I have been waiting to answer your last letter to Carlotta that was meant for both of us until I had finished the first draft of the huge job. Well, I finished it today. Thank God! It has been a terrific job and I have never worked so hard on anything before. But I am pleased with the results. Of course, there is the devil of a lot yet to do before the final result is reached—as much again and then some. When I will have the final version ready, quien sabe? Certainly not in time for any production next season. I am now going to Italy for a rest. I need it. I am all “washed up” and on edge and need a change of scene to get my mind off the obsession of this job that I have been living with night and day for the past four months.
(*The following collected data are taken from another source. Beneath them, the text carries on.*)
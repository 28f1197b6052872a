//! # HTTP Utilities
//!
//! Response handling shared by the model client: strict JSON parsing with a
//! readable body preview, and hints for common status codes.

use reqwest::StatusCode;
use serde_json::Value;
use thiserror::Error;

/// Return a user-friendly hint for common HTTP status codes.
///
/// # Example
/// ```rust
/// use runway_util::http::status_error_message;
///
/// let error_401 = status_error_message(401).unwrap();
/// assert!(error_401.contains("Unauthorized"));
///
/// let error_404 = status_error_message(404).unwrap();
/// assert!(error_404.contains("dashboard"));
///
/// assert!(status_error_message(500).is_none());
/// ```
pub fn status_error_message(status_code: u16) -> Option<String> {
    match status_code {
        401 => Some("Unauthorized (401). Hint: check the model token in hosted-models.txt".into()),
        403 => Some("Forbidden (403). Hint: the token does not grant access to this model".into()),
        404 => Some("Not Found (404). Hint: the model may be inactive; activate it in your RunwayML dashboard".into()),
        _ => None,
    }
}

/// Parse HTTP response text into JSON, providing detailed errors on failure.
///
/// Any parsing error is decorated with the originating HTTP status code plus a
/// truncated preview of the response body.
///
/// # Errors
/// Returns a [`JsonParseError`] describing the parse failure. The message
/// includes the original serde error and up to 200 characters of the response
/// body (with whitespace collapsed).
pub fn parse_response_json_strict(text: &str, status: Option<StatusCode>) -> Result<Value, JsonParseError> {
    serde_json::from_str::<Value>(text).map_err(|error| {
        let status_note = status
            .map(|code| format!("status {code}"))
            .unwrap_or_else(|| "unknown status".to_string());
        let preview = truncate_response_preview(text, 200);

        JsonParseError::new(status_note, error, preview)
    })
}

/// Collapse whitespace and truncate a response body for error messages.
pub fn truncate_response_preview(text: &str, limit: usize) -> String {
    if text.trim().is_empty() {
        return "<empty>".to_string();
    }

    let mut preview = String::new();
    for ch in text.chars() {
        if preview.len() >= limit {
            preview.push_str("...");
            break;
        }
        match ch {
            '\n' | '\r' | '\t' => {
                if !preview.ends_with(' ') {
                    preview.push(' ');
                }
            }
            _ => preview.push(ch),
        }
    }

    preview.trim().to_string()
}

/// Error returned when strict JSON parsing of an HTTP response fails.
#[derive(Debug, Error)]
#[error("failed to parse JSON response ({status_note}): {source}. body preview: {body_preview}")]
pub struct JsonParseError {
    status_note: String,
    #[source]
    source: serde_json::Error,
    body_preview: String,
}

impl JsonParseError {
    pub fn new(status_note: String, source: serde_json::Error, body_preview: String) -> Self {
        Self {
            status_note,
            source,
            body_preview,
        }
    }

    /// Access the truncated response preview captured during parsing.
    pub fn body_preview(&self) -> &str {
        &self.body_preview
    }
}

#[cfg(test)]
mod tests {
    use super::*;

    #[test]
    fn strict_parse_reports_status_and_preview() {
        let error = parse_response_json_strict("<html>\noops\n</html>", Some(StatusCode::BAD_GATEWAY))
            .expect_err("html is not json");
        let message = error.to_string();
        assert!(message.contains("status 502"), "message: {message}");
        assert_eq!(error.body_preview(), "<html> oops </html>");
    }

    #[test]
    fn strict_parse_accepts_null() {
        let value = parse_response_json_strict("null", None).expect("null is valid json");
        assert!(value.is_null());
    }

    #[test]
    fn preview_truncates_long_bodies() {
        let body = "x".repeat(500);
        let preview = truncate_response_preview(&body, 10);
        assert_eq!(preview, "xxxxxxxxxx...");
    }

    #[test]
    fn preview_marks_empty_bodies() {
        assert_eq!(truncate_response_preview("  \n", 10), "<empty>");
    }
}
Now as to your coming over: I am sorry to say that it doesn't look as if it would be possible this year. In the first place, the way things are stacking up, I simply cannot afford to stake you to the trip. There will be no play next year,
Interlude
will be finished, and I doubt if I will have more than enough income in the season of '30–'31 to pay alimony. And my expenses this past year, what with the divorce—a costly affair—and other stuff have been abnormally large. The pity is they promise to be even larger this coming twelve months. The damned plagiarism suit is due to cost me a pile of money. And so forth. You know that I will always give you a break and that I am not talking through my hat about this but have reason. But even laying aside the matter of expense, there are other matters. For one thing, there is a prospect that I may have to go to New York this summer about the suit. Then there is the eminent probability that Carlotta's mother and daughter will come for a visit—or if they don't that she will have to go to California to see them, in which case I will come to New York with her. You will understand that this family business has to be arranged in a sort of schedule with certain periods assigned to each party. You were over last year and it is her turn to shoot now. This doesn't imply that Carlotta wouldn't welcome you with shouts of joy no matter who was here—but the point is that we can't have too much of a crowd here at once. Carlotta couldn't stand the strain of the elaborate housekeeping entailed and if I was trying to work, which I will be, it would bawl me all up. So you see. That's the answer. So I think you will agree that it is only fair that you should stay where you are this summer. If there is anything special you figure out you want to do in the States in the summer, let me know and I will help you to the best of my ability. Another thing I feel strongly is this: You owe your mother a hell of a lot more than you do me in the way of giving you the background to become what you are, and I think you ought to take a good look inside yourself and figure out whether you don't owe her a bit more of your time, and whether you shouldn't see a lot of her during her vacation. You are an only child, you know, and that makes it a bit tough for her. I don't mean to do any lecturing but the above is worth a thought.